Hornqvist would have become a restricted free agent in July had he not re-signed with the Predators.
“We absolutely missed his play this year with the injuries that he had,” Poile said Tuesday. “He is a unique player. He is one of the fiercest competitors in the National Hockey League. He has that net presence like nobody else. He’s a courageous player. He can score goals. He brings a lot of energy to our team.”
A deal of this length for a player like Hornqvist comes with a bit of a risk due to many of the factors Poile listed when they are combined with the fact that Hornqvist is not the biggest of stature and routinely takes a beating in front of the other team’s goal shift in and shift out every single night.
In addition to the physical abuse he takes from the opposition, Hornqvist often finds himself inadvertently in the crosshairs of his own teammates’ shots, especially Shea Weber’s 100+ MPH slap shots from the point.
Listed at 5’11” and 189 pounds, Hornqvist is not big by NHL standards. He doesn’t possess blazing speed, spectacular hands, or the ability to stickhandle in a phone booth. For those reasons, the Predators were able to grab Hornqvist with the 230th and final pick of the 2005 NHL Entry Draft.
But since he has come to the NHL, Hornqvist has been anything but Mr. Irrelevant.
Hornqvist plays with a tremendous amount of heart, and he is a prime example of where that heart, determination, and hard work can take a player.
Hornqvist thinks that his injury-plagued 2013 was just misfortune. He played in only 24 of 48 games this season.
“I think it was just bad luck,” he said. “I have been playing almost 250 games in this league almost straight and never get hurt, and then all of a sudden I get hurt three times in one year in a short season. I’m strong enough and all that, nothing has changed.”
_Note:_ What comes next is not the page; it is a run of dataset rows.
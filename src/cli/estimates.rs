//! `estimates` command

use std::io::Write;
use std::path::Path;

use clap::Args;

use super::{arg_value, read_input, session, CliContext};
use crate::error::AgentResult;
use crate::request::{Envelope, EstimatesRequest, Request};
use crate::services::import::{load_estimates, parse_estimates_json};

#[derive(Args, Debug, Clone)]
pub struct EstimatesArgs {
    /// Total budget to compare against
    #[arg(long)]
    pub budget: String,

    /// JSON map of id -> estimate, or `-` for stdin
    #[arg(short, long, default_value = "-")]
    pub file: String,

    #[arg(long)]
    pub session: Option<String>,
}

/// Handle the estimates command
pub fn handle_estimates_command<W: Write>(
    ctx: &CliContext,
    args: &EstimatesArgs,
    out: &mut W,
) -> AgentResult<()> {
    let estimates = if args.file == "-" {
        parse_estimates_json(&read_input("-")?)?
    } else {
        load_estimates(Path::new(&args.file))?
    };

    let request = EstimatesRequest {
        total_budget: Some(arg_value(&args.budget)),
        estimates,
    };
    let envelope =
        Envelope::new(Request::Estimates(request)).with_session(session(&args.session));
    ctx.run(&envelope, out)
}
Two of those injuries were to the same shoulder, with the second a result of him trying to get back into the lineup before he had sufficiently healed.
“I only got hurt twice because I reinjured my shoulder because I went out there too early,” Hornqvist said. “I wanted to help the team for the playoff push there. Then I was not strong enough, and then I re-hurt it.”
On a team that struggled to score goals this season, Poile was happy to keep a former 30-goal scorer in the fold. And he hopes that Hornqvist can find that scoring touch early and often in the 2013-14 season.
“If he can score like he has scored and play like he played, I think it is going to be a fair deal for both sides,” Poile said. “Again, the wild card always is for any player if you get hurt, it is not going to work out. It was time to make a decision and that was the decision that we made. I’m hoping a lot of things were a little bit of an aberration, hopefully a little bit of a fluke last year, including some of the injuries that we had. I hope he plays well, and I hope he is healthy.”